My monthly take home is Rs 21,500.

Loans
Rs 66,000: Debt on three credit cards
Rs 63,000:  Rs 75,000 loan taken in April 2005 with an EMI of Rs 2,826

Monthly expenses
Rs 2,000: given to my parents
Rs 2,826: EMI
Rs 4,000: Other expenses

Can you give me some practical tips to help me clear my debt within two years?

- B Sam

Your net monthly savings are Rs 12,674 (21,500 - 2,000 - 2,826 - 4,000). Let's take it as Rs 12,500.

If you use this for paying up your credit card debt, you should be able to clear that in the next seven months even if the rate of interest is 3% per month. Similarly, you should be able to pay off the other loan too. It appears to me that your Rs 63,000 loan is quite expensive i.e. 3% per month.

Technically, you should be paying off your most expensive loans first. But, if you are going to clear off these loans in the next 14 months, it will make very little difference in absolute terms.

There are a few other issues I would like to list out to you.
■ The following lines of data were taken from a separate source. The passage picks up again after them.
impl TunnelService {
    pub fn new(registry: Arc<TunnelRegistry>, users: HashMap<String, UserConfig>) -> Self {
        Self { registry, users }
    }

    pub fn registry(&self) -> &Arc<TunnelRegistry> {
        &self.registry
    }

    /// Transport entry point: route a decoded request to its operation.
    pub async fn dispatch(&self, request: TunnelRequest) -> TunnelResponse {
        match request {
            TunnelRequest::Login(r) => TunnelResponse::Login(self.login(r).await),
            TunnelRequest::Logout(r) => TunnelResponse::Minimal(self.logout(r).await),
            TunnelRequest::Version => TunnelResponse::Minimal(self.version().await),
            TunnelRequest::Connect(r) => TunnelResponse::Connect(self.connect(r).await),
            TunnelRequest::Disconnect(r) => TunnelResponse::Connection(self.disconnect(r).await),
            TunnelRequest::Read(r) => TunnelResponse::Read(self.read(r).await),
            TunnelRequest::Write(r) => TunnelResponse::Connection(self.write(r).await),
            TunnelRequest::Monitor(r) => TunnelResponse::Monitor(self.monitor(r).await),
            TunnelRequest::KillSession(r) => TunnelResponse::Minimal(self.kill_session(r).await),
            TunnelRequest::KillConnection(r) => {
                TunnelResponse::Connection(self.kill_connection(r).await)
            }
        }
    }

    /// Authenticate a user and open a session.
    pub async fn login(&self, request: LoginRequest) -> LoginResponse {
        // An unknown user and a disabled one take the same denial path.
        let Some(user) = self.users.get(&request.username).filter(|u| u.enabled) else {
            warn!(username = %request.username, "login rejected: user disabled or unknown");
            return LoginResponse::failure(format!("access denied for {}", request.username));
        };

        if user.password != request.password {
            warn!(username = %request.username, "login rejected: bad password");
            return LoginResponse::failure(format!("access denied for {}", request.username));
        }

        let session_timeout = match user.stimeout {
            Some(hours) => Duration::from_secs(hours * 3600),
            None => {
                warn!(
                    username = %request.username,
                    hours = DEFAULT_SESSION_TIMEOUT_HOURS,
                    "no session timeout configured, using default"
                );
                Duration::from_secs(DEFAULT_SESSION_TIMEOUT_HOURS * 3600)
            }
        };
        let connection_timeout = match user.ctimeout {
            Some(hours) => Duration::from_secs(hours * 3600),
            None => {
                warn!(
                    username = %request.username,
                    hours = DEFAULT_CONNECTION_TIMEOUT_HOURS,
                    "no connection timeout configured, using default"
                );
                Duration::from_secs(DEFAULT_CONNECTION_TIMEOUT_HOURS * 3600)
            }
        };

        let sid = self
            .registry
            .create_session(&request.username, user.admin, session_timeout, connection_timeout)
            .await;
        info!(username = %request.username, sid, "access granted");
        LoginResponse {
            success: true,
            message: format!("access granted for {}", request.username),
            sid,
        }
    }

    /// Close a session and everything it owns.
    pub async fn logout(&self, request: SessionRequest) -> MinimalResponse {
        match self.try_logout(request).await {
            Ok(username) => MinimalResponse::ok(format!("session closed for {username}")),
            Err(e) => MinimalResponse::failure(e.to_string()),
        }
    }

    async fn try_logout(&self, request: SessionRequest) -> TunnelResult<String> {
        let facts = self.registry.check_session(request.sid).await?;
        self.registry.remove_all_connections(request.sid).await?;
        self.registry.remove_session(request.sid).await?;
        info!(sid = request.sid, username = %facts.username, "logout");
        Ok(facts.username)
    }

    /// Unauthenticated server identification.
    pub async fn version(&self) -> MinimalResponse {
        MinimalResponse::ok(format!(
            "{} v{}",
            env!("CARGO_PKG_NAME"),
            env!("CARGO_PKG_VERSION")
        ))
    }

    /// Dial a remote endpoint and register the connection under the session.
    pub async fn connect(&self, request: ConnectRequest) -> ConnectResponse {
        if let Err(e) = self.registry.check_session(request.sid).await {
            return ConnectResponse::failure(e.to_string());
        }

        let stream = match TcpStream::connect((request.address.as_str(), request.port)).await {
            Ok(stream) => stream,
            Err(e) => {
                warn!(
                    sid = request.sid,
                    address = %request.address,
                    port = request.port,
                    error = %e,
                    "connect failed"
                );
                return ConnectResponse::failure(format!(
                    "connection refused for {}:{}: {e}",
                    request.address, request.port
                ));
            }
        };

        let host = reverse_host(&stream).await;
        let handle = match self
            .registry
            .create_connection(request.sid, stream, &request.address, request.port, &host)
            .await
        {
            Ok(handle) => handle,
            Err(e) => return ConnectResponse::failure(e.to_string()),
        };

        let data_available = {
            let conn = handle.io.lock().await;
            probe(&conn.stream, PROBE_WINDOW)
                .await
                .map(|r| r.data_available)
                .unwrap_or(false)
        };

        info!(
            sid = request.sid,
            cid = handle.cid,
            endpoint = %handle.endpoint(),
            host = %handle.host,
            "connection established"
        );
        ConnectResponse {
            success: true,
            message: format!("connected to {}", handle.endpoint()),
            cid: handle.cid,
            connected: true,
            data_available,
        }
    }

    /// Close one connection and remove it from its session.
    pub async fn disconnect(&self, request: ConnectionRequest) -> ConnectionResponse {
        match self.try_close(request.sid, request.cid).await {
            Ok(endpoint) => {
                info!(sid = request.sid, cid = request.cid, endpoint = %endpoint, "disconnected");
                ConnectionResponse {
                    success: true,
                    message: format!("disconnected from {endpoint}"),
                    connected: false,
                    data_available: false,
                }
            }
            Err(e) => ConnectionResponse::failure(e.to_string()),
        }
    }

    /// Shut the socket down and drop the registry entry. Shared by
    /// Disconnect and KillConnection.
    async fn try_close(&self, sid: i32, cid: i32) -> TunnelResult<String> {
        let handle = self.registry.connection(sid, cid).await?;
        {
            let mut conn = handle.io.lock().await;
            let _ = conn.stream.shutdown().await;
        }
        self.registry.remove_connection(sid, cid).await?;
        Ok(handle.endpoint())
    }

    /// Non-blocking poll of the remote socket. Success with an empty
    /// payload means "connected, nothing buffered"; a zero-length read on a
    /// readable socket is a detected disconnect.
    pub async fn read(&self, request: ConnectionRequest) -> ReadResponse {
        match self.try_read(request).await {
            Ok(response) => response,
            Err(e) => ReadResponse::failure(e.to_string()),
        }
    }

    async fn try_read(&self, request: ConnectionRequest) -> TunnelResult<ReadResponse> {
        let handle = self.registry.connection(request.sid, request.cid).await?;
        let mut conn = handle.io.lock().await;

        let report = probe(&conn.stream, PROBE_WINDOW).await?;
        if !(report.alive && report.data_available) {
            return Ok(ReadResponse {
                success: true,
                message: String::new(),
                connected: report.alive,
                data_available: false,
                data: Vec::new(),
            });
        }

        let mut buffer = vec![0u8; BUFFER_SIZE];
        match conn.stream.try_read(&mut buffer) {
            Ok(0) => Ok(ReadResponse {
                success: false,
                message: "disconnection detected".into(),
                connected: false,
                data_available: false,
                data: Vec::new(),
            }),
            Ok(count) => {
                buffer.truncate(count);
                scramble(&mut buffer, request.cid);
                conn.read_count += count as u64;
                Ok(ReadResponse {
                    success: true,
                    message: String::new(),
                    connected: true,
                    data_available: true,
                    data: buffer,
                })
            }
            // The probe raced a consumer; report an empty poll.
            Err(e) if e.kind() == ErrorKind::WouldBlock => Ok(ReadResponse {
                success: true,
                message: String::new(),
                connected: true,
                data_available: false,
                data: Vec::new(),
            }),
            Err(e) => Err(e.into()),
        }
    }

    /// Relay a payload onto the remote socket.
    pub async fn write(&self, request: WriteRequest) -> ConnectionResponse {
        match self.try_write(request).await {
            Ok(response) => response,
            Err(e) => ConnectionResponse::failure(e.to_string()),
        }
    }

    async fn try_write(&self, request: WriteRequest) -> TunnelResult<ConnectionResponse> {
        let handle = self.registry.connection(request.sid, request.cid).await?;
        let mut conn = handle.io.lock().await;

        let report = probe(&conn.stream, PROBE_WINDOW).await?;
        if !report.alive {
            return Ok(ConnectionResponse {
                success: true,
                message: String::new(),
                connected: false,
                data_available: false,
            });
        }

        let mut data = request.data;
        scramble(&mut data, request.cid);
        conn.stream.write_all(&data).await?;
        conn.write_count += data.len() as u64;

        Ok(ConnectionResponse {
            success: true,
            message: String::new(),
            connected: true,
            data_available: report.data_available,
        })
    }

    /// Admin-only: list every session and connection.
    pub async fn monitor(&self, request: SessionRequest) -> MonitorResponse {
        let facts = match self.registry.check_session(request.sid).await {
            Ok(facts) => facts,
            Err(e) => return MonitorResponse::failure(e.to_string()),
        };
        if !facts.admin {
            warn!(sid = request.sid, username = %facts.username, "monitor denied");
            return MonitorResponse::failure("admin required");
        }

        MonitorResponse {
            success: true,
            message: String::new(),
            sessions: self.registry.snapshot().await,
        }
    }

    /// Admin-only: cascade-remove a whole session.
    pub async fn kill_session(&self, request: KillSessionRequest) -> MinimalResponse {
        match self.try_kill_session(request).await {
            Ok(message) => MinimalResponse::ok(message),
            Err(e) => MinimalResponse::failure(e.to_string()),
        }
    }

    async fn try_kill_session(&self, request: KillSessionRequest) -> TunnelResult<String> {
        let target = self.registry.check_session(request.sid).await?;
        let admin = self.registry.check_session(request.admin_sid).await?;
        if !admin.admin {
            return Err(TunnelError::Permission("admin required".into()));
        }

        self.registry.remove_all_connections(request.sid).await?;
        self.registry.remove_session(request.sid).await?;
        info!(
            sid = request.sid,
            target = %target.username,
            admin = %admin.username,
            "session killed"
        );
        Ok(format!(
            "session for {} killed by {}",
            target.username, admin.username
        ))
    }

    /// Admin-only: remove one connection from any session.
    pub async fn kill_connection(&self, request: KillConnectionRequest) -> ConnectionResponse {
        match self.try_kill_connection(request).await {
            Ok(message) => ConnectionResponse {
                success: true,
                message,
                connected: false,
                data_available: false,
            },
            Err(e) => ConnectionResponse::failure(e.to_string()),
        }
    }

    async fn try_kill_connection(&self, request: KillConnectionRequest) -> TunnelResult<String> {
        let target = self.registry.check_session(request.sid).await?;
        // Validate the cid before the admin gate, like the session check.
        let handle = self.registry.connection(request.sid, request.cid).await?;
        let admin = self.registry.check_session(request.admin_sid).await?;
        if !admin.admin {
            return Err(TunnelError::Permission("admin required".into()));
        }

        let endpoint = self.try_close(request.sid, request.cid).await?;
        info!(
            sid = request.sid,
            cid = handle.cid,
            endpoint = %endpoint,
            target = %target.username,
            admin = %admin.username,
            "connection killed"
        );
        Ok(format!(
            "connection {} of {} killed by {}",
            endpoint, target.username, admin.username
        ))
    }
}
1. While you are not likely to have any problem paying off the credit card debt as soon as possible, the other lender may or may not allow you to prepay without a penalty. That will depend on your agreement with him. Please read your agreement with him before broaching the subject.

2. In case you are unable to prepay either of these debts, because of any issues such as prepayment penalty, then you will need to stick to the schedule of prepayment. If by doing so you still have surplus cash, keep accumulating it. You could put away this money in a floating rate income fund like HDFC Floating Rate Income fund – Short Term Growth. Over here, the fund manager will invest in fixed-return investments that have a floating interest rate, not fixed interest rate.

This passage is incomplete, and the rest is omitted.